Evasão escolar e a realidade brasileira
Enviada em 19/11/2021
No livro de Markus Zusak, “A menina que roubava livros”, Liesel vive com os pais adotivos na Alemanha Nazista, durante a Segunda Guerra Mundial. A personagem é envergonhada quando vai pela primeira vez a escola por não saber ler e nem escrever, por isso seu pai adotivo a ajuda com as palavras e logo ela lê com perfeição e toma gosto pela leitura. No entanto, na época de Hitler era proibido ler, todos os livros foram queimados em uma fogueira no meio da rua, Liesel inconformada, rouba um livro caído no chão e o leva pra casa escondido em seu casaco. A história do livro está concatenada a realidade de milhões de crianças e jovens na contemporaneidade, visto que o analfabetismo e a evasão escolar são grandes estigmas sociais embora a Constituição Federal, no artigo 6, garanta o acesso à educação como direito social.
Nessa perspectiva, convém elucidar que no Brasil, as oportunidades educacionais não são ofertadas de forma igualitária. Segundo o G1, quase 1,4 milhão de crianças e adolescentes estão fora da escola, muitas vezes por questões de pobreza. Populações de baixa renda nem sempre podem focar nos estudos, pois a luta por comida e sobrevivência é o mais relevante, sendo que muitos jovens acabam sendo uma ajuda na fonte de renda. Sob esse viés, a teoria de que muitas dessas crianças e adolescentes poderiam utilizar a educação como meio de superação dessas desigualdades sociais as quais são submetidos, não é válida, pois necessitam abandonar a escola antes disso.

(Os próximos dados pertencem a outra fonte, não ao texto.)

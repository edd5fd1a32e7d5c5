//! Restaurant model.

use serde::{Deserialize, Serialize};

use super::object::{lenient, lenient_f64, lenient_strings, nullable, Media};

#[derive(Debug, Clone, PartialEq, Eq, Serialize, Deserialize)]
#[serde(from = "String", into = "String")]
pub enum RestaurantStatus {
    Active,
    Inactive,
    Other(String),
}

impl From<String> for RestaurantStatus {
    fn from(label: String) -> Self {
        match label.as_str() {
            "Active" => Self::Active,
            "Inactive" => Self::Inactive,
            _ => Self::Other(label),
        }
    }
}

impl From<RestaurantStatus> for String {
    fn from(status: RestaurantStatus) -> Self {
        match status {
            RestaurantStatus::Active => "Active".to_string(),
            RestaurantStatus::Inactive => "Inactive".to_string(),
            RestaurantStatus::Other(label) => label,
        }
    }
}

#[derive(Debug, Clone, Default, PartialEq, Serialize, Deserialize)]
pub struct RestaurantMetadata {
    #[serde(default, deserialize_with = "lenient")]
    pub cover_image: Option<Media>,
    #[serde(default, deserialize_with = "lenient")]
    pub logo: Option<Media>,
    #[serde(default, deserialize_with = "lenient")]
    pub short_description: Option<String>,
    #[serde(default, deserialize_with = "lenient")]
    pub full_description: Option<String>,
    #[serde(default, deserialize_with = "lenient")]
    pub address: Option<String>,
    #[serde(default, deserialize_with = "lenient")]
    pub city: Option<String>,
    #[serde(default, deserialize_with = "lenient")]
    pub country: Option<String>,
    #[serde(default, deserialize_with = "lenient")]
    pub contact_phone: Option<String>,
    #[serde(default, deserialize_with = "lenient")]
    pub opening_hours: Option<String>,
    #[serde(default, deserialize_with = "lenient")]
    pub delivery_time: Option<String>,
    #[serde(default, deserialize_with = "lenient_strings")]
    pub cuisine_types: Vec<String>,
    #[serde(default, deserialize_with = "lenient_f64")]
    pub rating: Option<f64>,
    #[serde(default, deserialize_with = "lenient")]
    pub status: Option<RestaurantStatus>,
}

#[derive(Debug, Clone, Default, PartialEq, Serialize, Deserialize)]
pub struct Restaurant {
    #[serde(default, deserialize_with = "nullable")]
    pub id: String,
    #[serde(default, deserialize_with = "nullable")]
    pub slug: String,
    #[serde(default, deserialize_with = "nullable")]
    pub title: String,
    #[serde(default, deserialize_with = "nullable")]
    pub metadata: RestaurantMetadata,
}

impl Restaurant {
    pub const OBJECT_TYPE: &'static str = "restaurants";

    pub fn is_active(&self) -> bool {
        self.metadata.status == Some(RestaurantStatus::Active)
    }

    /// Anything other than an explicit `Active` shows as inactive.
    pub fn status_label(&self) -> &'static str {
        if self.is_active() {
            "Active"
        } else {
            "Inactive"
        }
    }

    pub fn short_description(&self) -> &str {
        self.metadata
            .short_description
            .as_deref()
            .filter(|s| !s.is_empty())
            .unwrap_or("No description")
    }

    /// "City, Country", or just the city. `None` without a city.
    pub fn location(&self) -> Option<String> {
        let city = self.metadata.city.as_deref().filter(|c| !c.is_empty())?;
        Some(match self.metadata.country.as_deref().filter(|c| !c.is_empty()) {
            Some(country) => format!("{city}, {country}"),
            None => city.to_string(),
        })
    }

    pub fn cuisine_preview(&self) -> &[String] {
        let shown = self.metadata.cuisine_types.len().min(3);
        &self.metadata.cuisine_types[..shown]
    }

    /// Rating, if present and non-negative.
    pub fn rating(&self) -> Option<f64> {
        self.metadata.rating.filter(|r| *r >= 0.0)
    }

    pub fn display_rating(&self) -> Option<String> {
        self.rating().map(|r| format!("{r:.1}"))
    }

    pub fn delivery_time(&self) -> Option<&str> {
        self.metadata
            .delivery_time
            .as_deref()
            .filter(|s| !s.is_empty())
    }

    pub fn cover_url(&self) -> Option<String> {
        self.metadata
            .cover_image
            .as_ref()
            .and_then(|m| m.thumbnail(600, 400))
    }

    pub fn logo_url(&self) -> Option<String> {
        self.metadata.logo.as_ref().and_then(|m| m.thumbnail(80, 80))
    }
}

#[cfg(test)]
mod tests {
    use serde_json::json;

    use super::*;

    #[test]
    fn full_restaurant() {
        let restaurant: Restaurant = serde_json::from_value(json!({
            "id": "r1",
            "slug": "taco-town",
            "title": "Taco Town",
            "metadata": {
                "cover_image": {"url": "https://cdn/c.jpg", "imgix_url": "https://imgix/c.jpg"},
                "short_description": "Tacos all day",
                "city": "Austin",
                "country": "USA",
                "cuisine_types": ["Mexican", "Street Food", "Vegan", "Tex-Mex"],
                "rating": 4.26,
                "delivery_time": "25-35 min",
                "status": "Active"
            }
        }))
        .unwrap();

        assert!(restaurant.is_active());
        assert_eq!(restaurant.status_label(), "Active");
        assert_eq!(restaurant.short_description(), "Tacos all day");
        assert_eq!(restaurant.location().as_deref(), Some("Austin, USA"));
        assert_eq!(restaurant.cuisine_preview(), ["Mexican", "Street Food", "Vegan"]);
        assert_eq!(restaurant.display_rating().as_deref(), Some("4.3"));
        assert_eq!(restaurant.delivery_time(), Some("25-35 min"));
        assert_eq!(
            restaurant.cover_url().as_deref(),
            Some("https://imgix/c.jpg?w=600&h=400&fit=crop&auto=format,compress")
        );
        assert!(restaurant.logo_url().is_none());
    }

    #[test]
    fn sparse_restaurant_defaults() {
        let restaurant: Restaurant =
            serde_json::from_value(json!({"id": "r2", "title": "Noodle Bar"})).unwrap();

        assert!(!restaurant.is_active());
        assert_eq!(restaurant.status_label(), "Inactive");
        assert_eq!(restaurant.short_description(), "No description");
        assert!(restaurant.location().is_none());
        assert!(restaurant.cuisine_preview().is_empty());
        assert!(restaurant.rating().is_none());
    }

    #[test]
    fn rating_as_string_and_negative_rating() {
        let as_string: Restaurant =
            serde_json::from_value(json!({"metadata": {"rating": "4.8"}})).unwrap();
        assert_eq!(as_string.rating(), Some(4.8));

        let negative: Restaurant =
            serde_json::from_value(json!({"metadata": {"rating": -1}})).unwrap();
        assert!(negative.rating().is_none());
    }

    #[test]
    fn unknown_status_reads_inactive() {
        let restaurant: Restaurant =
            serde_json::from_value(json!({"metadata": {"status": "Paused", "city": "Lyon"}}))
                .unwrap();
        assert_eq!(
            restaurant.metadata.status,
            Some(RestaurantStatus::Other("Paused".to_string()))
        );
        assert_eq!(restaurant.status_label(), "Inactive");
        assert_eq!(restaurant.location().as_deref(), Some("Lyon"));
    }
}
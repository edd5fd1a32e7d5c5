//! Post-build step that adds the console-capture script to generated HTML.

use std::fs;
use std::io;
use std::path::{Path, PathBuf};

/// Present in any page that already loads the script.
pub const SCRIPT_MARKER: &str = "dashboard-console-capture.js";

pub const SCRIPT_TAG: &str = r#"<script src="/dashboard-console-capture.js"></script>"#;

/// Outcome of one run over an output directory.
#[derive(Debug, Default, PartialEq, Eq)]
pub struct InjectReport {
    pub injected: Vec<PathBuf>,
    /// Already carrying the script, or without a `</head>`.
    pub skipped: usize,
    pub failed: usize,
    pub missing_dir: bool,
}

/// Insert the script tag before the first `</head>`.
///
/// Returns `None` when the page already loads the script or has no head.
pub fn inject_script(html: &str) -> Option<String> {
    if html.contains(SCRIPT_MARKER) || !html.contains("</head>") {
        return None;
    }
    Some(html.replacen("</head>", &format!("{SCRIPT_TAG}</head>"), 1))
}

/// Walk `dir` recursively and patch every `.html` file in place.
///
/// Unreadable or unwritable pages are logged and counted, not fatal.
pub fn inject_dir(dir: &Path) -> io::Result<InjectReport> {
    let mut report = InjectReport::default();
    if !dir.is_dir() {
        report.missing_dir = true;
        return Ok(report);
    }
    walk(dir, &mut report)?;
    Ok(report)
}

fn walk(dir: &Path, report: &mut InjectReport) -> io::Result<()> {
    let mut entries: Vec<PathBuf> = fs::read_dir(dir)?
        .map(|entry| entry.map(|e| e.path()))
        .collect::<Result<_, _>>()?;
    entries.sort();

    for path in entries {
        if path.is_dir() {
            walk(&path, report)?;
        } else if path.extension().is_some_and(|ext| ext == "html") {
            match inject_file(&path) {
                Ok(true) => report.injected.push(path),
                Ok(false) => report.skipped += 1,
                Err(e) => {
                    tracing::error!(path = %path.display(), error = %e, "Failed to inject script");
                    report.failed += 1;
                }
            }
        }
    }
    Ok(())
}

fn inject_file(path: &Path) -> io::Result<bool> {
    let content = fs::read_to_string(path)?;
    match inject_script(&content) {
        Some(patched) => {
            fs::write(path, patched)?;
            Ok(true)
        }
        None => Ok(false),
    }
}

Outrossim, estudar não é algo atrativo para o jovem, que diante disso sente-se desmotivado por não ver na instituição de ensino um meio de ascensão social. Somado a isso, professores também fazem parte desse grupo, uma vez que pela negligência do Governo, recebem baixa remuneração salarial e assistem o setor educacional receber cada vez menos investimentos. Assim, são raros os casos em que professores conseguem engajar seus alunos e os convencer a não abandonar a escola, enfrentando todos os problemas.
Infere-se, portanto que, ainda há entraves para garantir a solidificação de soluções para minimizar os casos de evasão escolar e analfabetismo no Brasil. Dessa maneira urge que o Ministério da Educação e a mídia trabalhem em conjunto, mostrando pessoas que se realizaram através dos estudos, aumentando a remuneração dos educadores e executando a criação de monitorias em escolas públicas, com profissionais pedagógicos que possam receber em troca de amparo. Criação de projetos que cativem alunos e pais, além da construçãoo de berçarios e salas que atendam a demanda de adolescentes grávidas que se interressam pela educação. Assim o Brasil avançará e a taxa de evasão escolar reduzirá.